Best Practice – a guest post from Microsoft John Donnelly

Thanks to John Donnelly for this post. John worked in the psychometrics, ERP, sports and consultancy fields with roles in systems management, software development, architecture and team leadership before finding a place here with us as an Architect Evangelist in the Microsoft Technology Centre. Follow John on Twitter and find him on LinkedIn.

John Donnelly

Lazy comedians pick up New Year resolutions every year as something self-centered (I will …) and boring (… give up alcohol) with a life expectancy in days (off the wagon by the end of Jan). This year we should all do something that will benefit both ourselves and our co-workers, and that you can pick up again throughout the year.

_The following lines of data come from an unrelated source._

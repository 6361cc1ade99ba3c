//! Storage Pool Metrics Collector
//!
//! Collects capacity, utilization and health of disk pools and volume groups.
//!
//! # Metrics Produced
//! - `eseries_pool_capacity_bytes` - Total capacity of the storage pool
//!   - Labels: pool, raid_level, status, type (disk_pool or volume_group)
//! - `eseries_pool_used_bytes` / `eseries_pool_free_bytes`
//!   - Labels: pool, raid_level, status
//! - `eseries_pool_utilization_ratio` - used / total, 0 for an empty pool
//!   - Labels: pool, raid_level
//! - `eseries_pool_status` - 1 if the RAID status is optimal
//!   - Labels: pool, raid_level, status
//! - `eseries_pool_state` - 1 if the pool state is complete
//!   - Labels: pool, raid_level, state
//! - `eseries_pool_offline` - 1 if the pool is offline
//!   - Labels: pool, raid_level
//!
//! This collector does not emit the shared error and duration gauges. A failed fetch
//! is logged and the scrape carries no pool series at all.

use super::{CollectionContext, CollectionStatus, Collector};
use crate::error::Result;
use crate::eseries::fetch_json;
use crate::eseries::types::StoragePool;
use crate::metrics::{bool_value, gauge_vec, parse_capacity, utilization_ratio};
use prometheus::GaugeVec;
use tracing::{debug, error};

pub const NAME: &str = "storage-pools";

pub struct StoragePoolsCollector {
    ctx: CollectionContext,
    capacity_bytes: GaugeVec,
    used_bytes: GaugeVec,
    free_bytes: GaugeVec,
    utilization_ratio: GaugeVec,
    status: GaugeVec,
    state: GaugeVec,
    offline: GaugeVec,
}

impl StoragePoolsCollector {
    pub fn new(ctx: CollectionContext) -> prometheus::Result<Self> {
        Ok(Self {
            ctx,
            capacity_bytes: gauge_vec(
                "pool",
                "capacity_bytes",
                "Total capacity of the storage pool in bytes",
                &["pool", "raid_level", "status", "type"],
            )?,
            used_bytes: gauge_vec(
                "pool",
                "used_bytes",
                "Used capacity of the storage pool in bytes",
                &["pool", "raid_level", "status"],
            )?,
            free_bytes: gauge_vec(
                "pool",
                "free_bytes",
                "Free capacity of the storage pool in bytes",
                &["pool", "raid_level", "status"],
            )?,
            utilization_ratio: gauge_vec(
                "pool",
                "utilization_ratio",
                "Utilization ratio of the storage pool (0-1)",
                &["pool", "raid_level"],
            )?,
            status: gauge_vec(
                "pool",
                "status",
                "Status of the storage pool (1 for optimal, 0 otherwise)",
                &["pool", "raid_level", "status"],
            )?,
            state: gauge_vec(
                "pool",
                "state",
                "Current state of the pool (1 for complete, 0 otherwise)",
                &["pool", "raid_level", "state"],
            )?,
            offline: gauge_vec(
                "pool",
                "offline",
                "Whether the pool is offline (1) or online (0)",
                &["pool", "raid_level"],
            )?,
        })
    }

    pub fn build(ctx: &CollectionContext) -> prometheus::Result<Collector> {
        Ok(Collector::StoragePools(Self::new(ctx.clone())?))
    }

    pub fn metrics(&self) -> Vec<&GaugeVec> {
        vec![
            &self.capacity_bytes,
            &self.used_bytes,
            &self.free_bytes,
            &self.utilization_ratio,
            &self.status,
            &self.state,
            &self.offline,
        ]
    }

    pub async fn collect(&self) -> CollectionStatus {
        let pools = match self.fetch().await {
            Ok(pools) => pools,
            Err(e) => {
                error!("Collection failed: {}", e);
                return CollectionStatus::Failed;
            }
        };

        for pool in &pools {
            self.observe(pool);
        }

        debug!("Updated metrics for {} storage pools", pools.len());
        CollectionStatus::Success
    }

    fn observe(&self, pool: &StoragePool) {
        let pool_type = if pool.disk_pool {
            "disk_pool"
        } else {
            "volume_group"
        };

        let total = parse_capacity(&pool.total_raided_space);
        let used = parse_capacity(&pool.used_space);
        let free = parse_capacity(&pool.free_space);

        let name = pool.label.as_str();
        let raid_level = pool.raid_level.as_str();
        let raid_status = pool.raid_status.as_str();

        self.capacity_bytes
            .with_label_values(&[name, raid_level, raid_status, pool_type])
            .set(total);
        self.used_bytes
            .with_label_values(&[name, raid_level, raid_status])
            .set(used);
        self.free_bytes
            .with_label_values(&[name, raid_level, raid_status])
            .set(free);
        self.utilization_ratio
            .with_label_values(&[name, raid_level])
            .set(utilization_ratio(used, total));
        self.status
            .with_label_values(&[name, raid_level, raid_status])
            .set(bool_value(raid_status == "optimal"));
        self.state
            .with_label_values(&[name, raid_level, pool.state.as_str()])
            .set(bool_value(pool.state == "complete"));
        self.offline
            .with_label_values(&[name, raid_level])
            .set(bool_value(pool.offline));
    }

    async fn fetch(&self) -> Result<Vec<StoragePool>> {
        let target = &self.ctx.target;
        fetch_json(target, &target.system_path("/storage-pools")).await
    }
}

In the last year I’ve seen a couple of organisations with the same ‘best practice’ based architecture. They had layered their application into storage system/data access layer/business model layer/presentation layer. They had also applied service oriented architecture, exposing the data access layer as a service with an http endpoint. Asked why, both eventually came down to ‘it is best practice’.

The net effect of these two architectures used together in this way was to reduce security (minimally secured http endpoint for the database), increase latency (additional http hop for the data access), increase infrastructure costs (more servers, each with their own headroom) and to increase management complexity (harder to tell which element of the system is overloading).

An involved development manager could have stopped this. An involved IT Pro could have stopped this.

This year we should start treating best practice as any other design pattern. Design patterns are typified by Intent, Motivation, Applicability and Consequences.

Next time you’re doing something because it is best practice, ask what is the intent of the practice, what motivated it, is it applicable here, and what are the consequences?

Wishing you a really inquisitive New Year.